Institute of Molecular Pathology and Immunology of the University of Porto
- Abbreviation: IPATIMUP
- Formation: November 23, 2000
- Founder: Manuel Sobrinho Simoes
- Founded at: University of Porto
- Type: non profit institution
- Purpose: health sciences research

= Institute of Molecular Pathology and Immunology of the University of Porto =

Portuguese research institution

The Institute of Molecular Pathology and Immunology of the University of Porto, best known by its acronym IPATIMUP (Instituto de Patologia e Imunologia Molecular da Universidade do Porto), is a Portuguese non-profit institution of public utility dedicated to the health sciences research. An associate laboratory of the University of Porto, Porto, starting on November 23, 2000, it has been headed by Portuguese researcher Manuel Sobrinho Simões who was empowered with the task of founding it.

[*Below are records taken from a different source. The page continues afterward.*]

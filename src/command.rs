//! Command parsing and dispatch
//!
//! `parse` is a pure mapping from one line of client input to a
//! `Command`; `dispatch` turns the parsed command into registry events on
//! behalf of the invoking session. Registry lookups and authorization
//! live in dispatch, so parsing stays side-effect free and testable.

use chrono::Local;
use tokio::sync::mpsc;
use tracing::info;

use crate::error::AppError;
use crate::message::Message;
use crate::registry::{self, RegistryEvent};
use crate::types::UserName;

/// Timestamp format used by `/users` and `/user`
const TIMESTAMP_FORMAT: &str = "%Y-%m-%d %H:%M:%S";

/// One parsed line of client input
///
/// The first whitespace-delimited token selects the command; anything
/// unrecognized is a public broadcast of the raw text.
#[derive(Debug, Clone, PartialEq, Eq)]
pub enum Command {
    /// List every connected user with their connection time
    Users,
    /// Private message to one named user
    DirectMessage { to: UserName, text: String },
    /// Report the server's local time to the invoker
    Time,
    /// Show one user's profile
    UserInfo { name: UserName },
    /// Forcibly disconnect a user (admin only); `None` when the target
    /// argument is missing, so authorization can still be checked first
    Kick { name: Option<UserName> },
    /// Plain chat line, broadcast to everyone else
    Broadcast(String),
    /// Malformed command; the usage line to send back to the invoker
    Usage(&'static str),
    /// Nothing to do (line is empty after trimming)
    Empty,
}

/// The invoking session, as the dispatcher sees it
#[derive(Debug, Clone)]
pub struct Session {
    pub name: UserName,
    pub is_admin: bool,
}

/// Parse one line of client input
pub fn parse(line: &str) -> Command {
    let trimmed = line.trim();
    if trimmed.is_empty() {
        return Command::Empty;
    }

    let mut words = trimmed.split_whitespace();
    let head = words.next().unwrap_or_default();
    match head {
        "/users" => Command::Users,
        "/msg" => {
            let to = words.next();
            let text = words.collect::<Vec<_>>().join(" ");
            match to {
                Some(to) if !text.is_empty() => Command::DirectMessage {
                    to: UserName::new(to),
                    text,
                },
                _ => Command::Usage("Command usage: /msg <user> <msg>"),
            }
        }
        "/time" => Command::Time,
        "/user" => match words.next() {
            Some(name) => Command::UserInfo {
                name: UserName::new(name),
            },
            None => Command::Usage("Command usage: /user <user>"),
        },
        "/kick" => Command::Kick {
            name: words.next().map(UserName::new),
        },
        _ => Command::Broadcast(trimmed.to_string()),
    }
}

/// Parse a line and emit the resulting registry events
///
/// Commands that consult the registry (`/users`, `/user`, `/kick`) take a
/// roster snapshot at call time; a name that disappears between the
/// snapshot and a later event silently no-ops in the actor.
pub async fn dispatch(
    line: &str,
    session: &Session,
    events: &mpsc::Sender<RegistryEvent>,
) -> Result<(), AppError> {
    match parse(line) {
        Command::Empty => Ok(()),
        Command::Broadcast(text) => {
            registry::deliver(events, Message::chat_broadcast(session.name.clone(), &text)).await
        }
        Command::DirectMessage { to, text } => {
            registry::deliver(
                events,
                Message::chat_direct(session.name.clone(), to, &text),
            )
            .await
        }
        Command::Usage(usage) => {
            registry::deliver(events, Message::server_to(session.name.clone(), usage)).await
        }
        Command::Time => {
            let now = Local::now();
            let text = format!("Local Time: {}", now.format("%Z %H:%M"));
            registry::deliver(events, Message::server_to(session.name.clone(), text)).await
        }
        Command::Users => {
            for entry in registry::roster(events).await? {
                let text = format!(
                    "{} - connected since {}",
                    entry.name,
                    entry.connected_at.format(TIMESTAMP_FORMAT)
                );
                registry::deliver(events, Message::server_to(session.name.clone(), text)).await?;
            }
            Ok(())
        }
        Command::UserInfo { name } => {
            let roster = registry::roster(events).await?;
            let text = match roster.iter().find(|entry| entry.name == name) {
                Some(entry) => format!(
                    "username: {}, IP: {}, connected since: {}",
                    entry.name,
                    entry.addr,
                    entry.connected_at.format(TIMESTAMP_FORMAT)
                ),
                None => format!("No user named {} found", name),
            };
            registry::deliver(events, Message::server_to(session.name.clone(), text)).await
        }
        Command::Kick { name } => dispatch_kick(name, session, events).await,
    }
}

/// The `/kick` ladder: authorization, arity, existence, self-kick
async fn dispatch_kick(
    name: Option<UserName>,
    session: &Session,
    events: &mpsc::Sender<RegistryEvent>,
) -> Result<(), AppError> {
    if !session.is_admin {
        return registry::deliver(
            events,
            Message::server_to(session.name.clone(), "Authorization required"),
        )
        .await;
    }
    let Some(name) = name else {
        return registry::deliver(
            events,
            Message::server_to(session.name.clone(), "Command usage: /kick <user>"),
        )
        .await;
    };
    let roster = registry::roster(events).await?;
    if !roster.iter().any(|entry| entry.name == name) {
        return registry::deliver(
            events,
            Message::server_to(session.name.clone(), format!("No user named {} found", name)),
        )
        .await;
    }
    if name == session.name {
        return registry::deliver(
            events,
            Message::server_to(session.name.clone(), "You can't kick yourself out"),
        )
        .await;
    }

    // Both notices are queued ahead of the kick event, so the target's
    // writer flushes them before its queue closes.
    registry::deliver(
        events,
        Message::server_to(name.clone(), "You're kicked from this channel"),
    )
    .await?;
    registry::deliver(
        events,
        Message::server_to(name.clone(), "Bad language is not allowed on this channel"),
    )
    .await?;
    events
        .send(RegistryEvent::Kick { name: name.clone() })
        .await
        .map_err(|_| AppError::RegistryClosed)?;
    registry::deliver(
        events,
        Message::server_broadcast(format!(
            "[{}] was kicked from channel for bad language policy violation",
            name
        )),
    )
    .await?;
    info!("[{}] was kicked", name);
    Ok(())
}

#[cfg(test)]
mod tests {
    use super::*;
    use crate::registry::RosterEntry;

    #[test]
    fn test_parse_users() {
        assert_eq!(parse("/users"), Command::Users);
    }

    #[test]
    fn test_parse_msg() {
        assert_eq!(
            parse("/msg bob hello there"),
            Command::DirectMessage {
                to: UserName::new("bob"),
                text: "hello there".to_string(),
            }
        );
    }

    #[test]
    fn test_parse_msg_rejoins_with_single_spaces() {
        assert_eq!(
            parse("/msg bob   hello    world"),
            Command::DirectMessage {
                to: UserName::new("bob"),
                text: "hello world".to_string(),
            }
        );
    }

    #[test]
    fn test_parse_msg_usage() {
        let usage = Command::Usage("Command usage: /msg <user> <msg>");
        assert_eq!(parse("/msg"), usage);
        assert_eq!(parse("/msg bob"), usage);
    }

    #[test]
    fn test_parse_time() {
        assert_eq!(parse("/time"), Command::Time);
    }

    #[test]
    fn test_parse_user() {
        assert_eq!(
            parse("/user bob"),
            Command::UserInfo {
                name: UserName::new("bob"),
            }
        );
        assert_eq!(parse("/user"), Command::Usage("Command usage: /user <user>"));
    }

    #[test]
    fn test_parse_kick() {
        assert_eq!(
            parse("/kick bob"),
            Command::Kick {
                name: Some(UserName::new("bob")),
            }
        );
        assert_eq!(parse("/kick"), Command::Kick { name: None });
    }

    #[test]
    fn test_parse_plain_text_broadcasts() {
        assert_eq!(
            parse("hello everyone"),
            Command::Broadcast("hello everyone".to_string())
        );
        // Unknown slash commands are chat text too
        assert_eq!(
            parse("/dance badly"),
            Command::Broadcast("/dance badly".to_string())
        );
    }

    #[test]
    fn test_parse_empty_lines() {
        assert_eq!(parse(""), Command::Empty);
        assert_eq!(parse("   "), Command::Empty);
    }

    /// Events observed by a fake registry while one line is dispatched
    #[derive(Debug, PartialEq)]
    enum Observed {
        Deliver(Message),
        Kick(UserName),
    }

    /// Run dispatch against a scripted roster and record the event stream
    async fn run_dispatch(line: &str, session: &Session, roster: Vec<RosterEntry>) -> Vec<Observed> {
        let (event_tx, mut event_rx) = mpsc::channel(32);
        let collector = tokio::spawn(async move {
            let mut observed = Vec::new();
            while let Some(event) = event_rx.recv().await {
                match event {
                    RegistryEvent::Deliver(msg) => observed.push(Observed::Deliver(msg)),
                    RegistryEvent::Kick { name } => observed.push(Observed::Kick(name)),
                    RegistryEvent::Roster { reply } => {
                        let _ = reply.send(roster.clone());
                    }
                    _ => {}
                }
            }
            observed
        });

        dispatch(line, session, &event_tx).await.unwrap();
        drop(event_tx);
        collector.await.unwrap()
    }

    fn entry(name: &str) -> RosterEntry {
        RosterEntry {
            name: UserName::new(name),
            addr: "10.0.0.7:5555".parse().unwrap(),
            connected_at: Local::now(),
        }
    }

    fn admin(name: &str) -> Session {
        Session {
            name: UserName::new(name),
            is_admin: true,
        }
    }

    fn regular(name: &str) -> Session {
        Session {
            name: UserName::new(name),
            is_admin: false,
        }
    }

    #[tokio::test]
    async fn test_dispatch_broadcast() {
        let observed = run_dispatch("hi all", &regular("bob"), vec![]).await;
        assert_eq!(
            observed,
            [Observed::Deliver(Message::chat_broadcast(
                UserName::new("bob"),
                "hi all"
            ))]
        );
    }

    #[tokio::test]
    async fn test_dispatch_direct_message() {
        let observed = run_dispatch("/msg alice hello", &regular("bob"), vec![]).await;
        assert_eq!(
            observed,
            [Observed::Deliver(Message::chat_direct(
                UserName::new("bob"),
                UserName::new("alice"),
                "hello"
            ))]
        );
    }

    #[tokio::test]
    async fn test_dispatch_users_lists_each_entry() {
        let observed = run_dispatch(
            "/users",
            &regular("alice"),
            vec![entry("alice"), entry("bob")],
        )
        .await;

        assert_eq!(observed.len(), 2);
        for event in &observed {
            let Observed::Deliver(msg) = event else {
                panic!("expected a delivery, got {:?}", event);
            };
            assert_eq!(msg.to, Some(UserName::new("alice")));
            assert!(msg.text.contains(" - connected since "));
        }
    }

    #[tokio::test]
    async fn test_dispatch_user_info_found_and_missing() {
        let observed =
            run_dispatch("/user bob", &regular("alice"), vec![entry("bob")]).await;
        let [Observed::Deliver(msg)] = &observed[..] else {
            panic!("expected one delivery, got {:?}", observed);
        };
        assert!(msg.text.starts_with("irc-server > username: bob, IP: 10.0.0.7:5555"));

        let observed = run_dispatch("/user ghost", &regular("alice"), vec![entry("bob")]).await;
        assert_eq!(
            observed,
            [Observed::Deliver(Message::server_to(
                UserName::new("alice"),
                "No user named ghost found"
            ))]
        );
    }

    #[tokio::test]
    async fn test_dispatch_time_line_shape() {
        let observed = run_dispatch("/time", &regular("alice"), vec![]).await;
        let [Observed::Deliver(msg)] = &observed[..] else {
            panic!("expected one delivery, got {:?}", observed);
        };
        assert!(msg.text.starts_with("irc-server > Local Time: "));
        assert_eq!(msg.to, Some(UserName::new("alice")));
    }

    #[tokio::test]
    async fn test_kick_denied_for_non_admin() {
        let observed = run_dispatch("/kick bob", &regular("mallory"), vec![entry("bob")]).await;
        assert_eq!(
            observed,
            [Observed::Deliver(Message::server_to(
                UserName::new("mallory"),
                "Authorization required"
            ))]
        );
    }

    #[tokio::test]
    async fn test_kick_self_rejected() {
        let observed = run_dispatch("/kick alice", &admin("alice"), vec![entry("alice")]).await;
        assert_eq!(
            observed,
            [Observed::Deliver(Message::server_to(
                UserName::new("alice"),
                "You can't kick yourself out"
            ))]
        );
    }

    #[tokio::test]
    async fn test_kick_unknown_target() {
        let observed = run_dispatch("/kick ghost", &admin("alice"), vec![entry("alice")]).await;
        assert_eq!(
            observed,
            [Observed::Deliver(Message::server_to(
                UserName::new("alice"),
                "No user named ghost found"
            ))]
        );
    }

    #[tokio::test]
    async fn test_kick_success_event_order() {
        let observed = run_dispatch(
            "/kick bob",
            &admin("alice"),
            vec![entry("alice"), entry("bob")],
        )
        .await;

        assert_eq!(
            observed,
            [
                Observed::Deliver(Message::server_to(
                    UserName::new("bob"),
                    "You're kicked from this channel"
                )),
                Observed::Deliver(Message::server_to(
                    UserName::new("bob"),
                    "Bad language is not allowed on this channel"
                )),
                Observed::Kick(UserName::new("bob")),
                Observed::Deliver(Message::server_broadcast(
                    "[bob] was kicked from channel for bad language policy violation"
                )),
            ]
        );
    }
}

IPATIMUP's major lines of action are the prevention and early diagnosis of stomach cancer or precocious lesions, and diagnosis quality improvement of malignant neoplasia and pre-malignant lesions. The numerous published papers and important results related to gastric and esophagical cancer make this one of the (if not the) top-level cancer-related research institutions in Portugal and in Europe. But as a scientific teaching-associated institution, its main goals also are:

- Research in human pathology, specifically oncobiology (cancer);
- Training of graduate students, technicians, residents and specialists in Pathology;
- Share of scientific knowledge and teaching of undergraduate students;
- Providing sophisticated diagnostic expertise in the covered research fields covered - Pathology, Oncobiology and Population Genetics.